Purification and initial biochemical characterization of ATP:Cob(I)alamin adenosyltransferase (EutT) enzyme of Salmonella enterica

Abstract

ATP:cob(I)alamin adenosyltransferase (EutT) of Salmonella enterica was overproduced and enriched to ∼70% homogeneity, and its basic kinetic parameters were determined. Abundant amounts of EutT protein were produced, but all of it remained insoluble. Soluble active EutT protein (∼70% homogeneous) was obtained after treatment with detergent.

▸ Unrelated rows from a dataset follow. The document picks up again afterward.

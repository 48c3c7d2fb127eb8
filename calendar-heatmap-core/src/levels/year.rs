//! Year overview: one rounded cell per day record, laid out in week columns.

use chrono::{Datelike, NaiveDate};

use super::{Binding, Canvas, LevelContext, Rendered, TooltipPlacement};
use crate::aggregate::{records_in, start_of_week, summary_of, Period};
use crate::layout::Settings;
use crate::scale::{ColorScale, LinearScale};
use crate::scene::{Element, ElementId, Layer, Scene, Shape};
use crate::tooltip::day_lines;
use crate::types::DayRecord;

pub const ITEM_CLASS: &str = "item-circle";
pub const MONTH_LABEL_CLASS: &str = "label-month";

/// Factor a hovered cell grows to, relative to the full item size.
const HOVER_SCALE: f64 = 1.1;

#[derive(Debug, Clone)]
pub struct YearContext {
    pub period: Period,
    /// Sunday on or before January 1st; column 0 starts here
    pub grid_start: NaiveDate,
    /// Largest day total of the year
    pub max: u64,
}

impl YearContext {
    pub fn new(period: Period, data: &[DayRecord]) -> Self {
        let max = records_in(data, period)
            .iter()
            .map(|(_, r)| r.total)
            .max()
            .unwrap_or(0);
        Self {
            period,
            grid_start: start_of_week(period.start()),
            max,
        }
    }

    /// Top-left corner of the grid slot for `date`.
    pub fn slot(&self, settings: &Settings, date: NaiveDate) -> (f64, f64) {
        let column = (date - self.grid_start).num_days() / 7;
        let row = date.weekday().num_days_from_sunday();
        let pitch = settings.item_size + settings.gutter;
        (
            column as f64 * pitch + settings.label_padding,
            settings.label_padding + row as f64 * pitch,
        )
    }

    /// Cell size: three quarters of the item plus a quarter scaled by total.
    pub fn cell_size(&self, settings: &Settings, total: u64) -> f64 {
        if self.max == 0 {
            return settings.item_size;
        }
        settings.item_size * 0.75 + settings.item_size * total as f64 / self.max as f64 * 0.25
    }

    /// Resting geometry of the cell for `record`, centred in its slot.
    pub fn cell(&self, settings: &Settings, record: &DayRecord) -> Shape {
        let (x, y) = self.slot(settings, record.date);
        let size = self.cell_size(settings, record.total);
        let inset = (settings.item_size - size) / 2.0;
        Shape::Rect {
            x: x + inset,
            y: y + inset,
            width: size,
            height: size,
            radius: size,
        }
    }

    fn enlarged(&self, settings: &Settings, record: &DayRecord, radius: f64) -> Shape {
        let (x, y) = self.slot(settings, record.date);
        let size = settings.item_size * HOVER_SCALE;
        let inset = (size - settings.item_size) / 2.0;
        Shape::Rect {
            x: x - inset,
            y: y - inset,
            width: size,
            height: size,
            radius,
        }
    }
}

pub fn render(canvas: &mut Canvas<'_>, anchor: NaiveDate) -> Rendered {
    let period = Period::year_of(anchor);
    let ctx = YearContext::new(period, canvas.data);
    let colors = ColorScale::new(canvas.color, ctx.max);
    let s = canvas.settings;

    let cells: Vec<(usize, Shape, String)> = records_in(canvas.data, period)
        .into_iter()
        .map(|(index, record)| {
            let fill = if record.total > 0 {
                colors.color(record.total).to_css()
            } else {
                "transparent".to_string()
            };
            (index, ctx.cell(s, record), fill)
        })
        .collect();

    let mut entering = 0;
    for (index, shape, fill) in cells {
        let id = canvas.insert(
            Element::new(
                &format!("item {}", ITEM_CLASS),
                Layer::Items,
                shape,
                Binding::DayCell(index),
            )
            .with_fill(fill)
            .with_opacity(0.0),
        );
        canvas.enter_jittered(id, 1.0);
        entering += 1;
    }

    let months = LinearScale::new((0.0, 12.0), (0.0, s.width));
    for month in 1..=12u32 {
        canvas.insert_label(
            MONTH_LABEL_CLASS,
            months.map(month as f64 - 0.5),
            s.label_padding / 2.0,
            crate::format::month_label(month).to_string(),
            Binding::MonthLabel(month),
        );
    }
    canvas.draw_weekday_labels();
    canvas.draw_back_button();

    tracing::debug!(
        year = anchor.year(),
        cells = entering,
        max_total = ctx.max,
        "Rendered year overview"
    );

    Rendered {
        context: LevelContext::Year(ctx),
        entering,
    }
}

/// Grow a hovered cell, or put it back to its resting size.
pub fn set_hovered(
    scene: &mut Scene,
    settings: &Settings,
    ctx: &YearContext,
    id: ElementId,
    record: &DayRecord,
    hovered: bool,
) {
    let Some(element) = scene.get_mut(id) else {
        return;
    };
    element.shape = if hovered {
        let radius = ctx.cell_size(settings, record.total);
        ctx.enlarged(settings, record, radius)
    } else {
        ctx.cell(settings, record)
    };
}

/// Tooltip below and right of the cell, flipped left near the right edge.
pub fn tooltip(settings: &Settings, ctx: &YearContext, record: &DayRecord) -> TooltipPlacement {
    let (x, y) = ctx.slot(settings, record.date);
    let mut x = x + settings.item_size;
    if settings.width - x < settings.tooltip_width + settings.tooltip_padding * 3.0 {
        x -= settings.tooltip_width + settings.tooltip_padding * 2.0;
    }
    let summary = summary_of(record);
    TooltipPlacement {
        lines: day_lines(record, &summary),
        x,
        y: y + settings.item_size,
    }
}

Under conditions in which cobalamin (Cbl) was saturating, Km(ATP) = 10 μM, kcat = 0.03 s-1, and Vmax = 54.5 nM min-1. Similarly, under conditions in which MgATP was saturating, Km(Cbl) = 4.1 μM, kcat = 0.06 s-1, and Vmax = 105 nM min -1. Unlike other ATP:co(I)rrinoid adenosyltransferases in the cell (i.e. CobA and PduO), EutT activity was ≥50-fold higher with ATP versus GTP, and EutT retained 80% of its activity with ADP substituted for ATP and was completely inactive with AMP as substrate, indicating that the enzyme requires the β-phosphate group of the nucleotide substrate. The data suggest that the amino group of adenine might play a role in nucleotide recognition and/or binding. Unlike the housekeeping CobA enzyme, EutT was not inhibited by inorganic tripolyphosphate (PPPi). Results from 31P NMR spectroscopy studies identified PPi and Pi as by-products of the EutT reaction. In the absence of Cbl, EutT cleaved ATP into adenosine and PPPi, suggesting that PPPi is broken down into PP i and Pi. Electron transfer protein partners for EutT were not encoded by the eut operon. EutT-dependent activity was detected in cell-free extracts of cobA strains enriched for EutT when FMN and NADH were used to reduce cob(III)alamin to cob(I)alamin. © 2006 by The American Society for Biochemistry and Molecular Biology, Inc.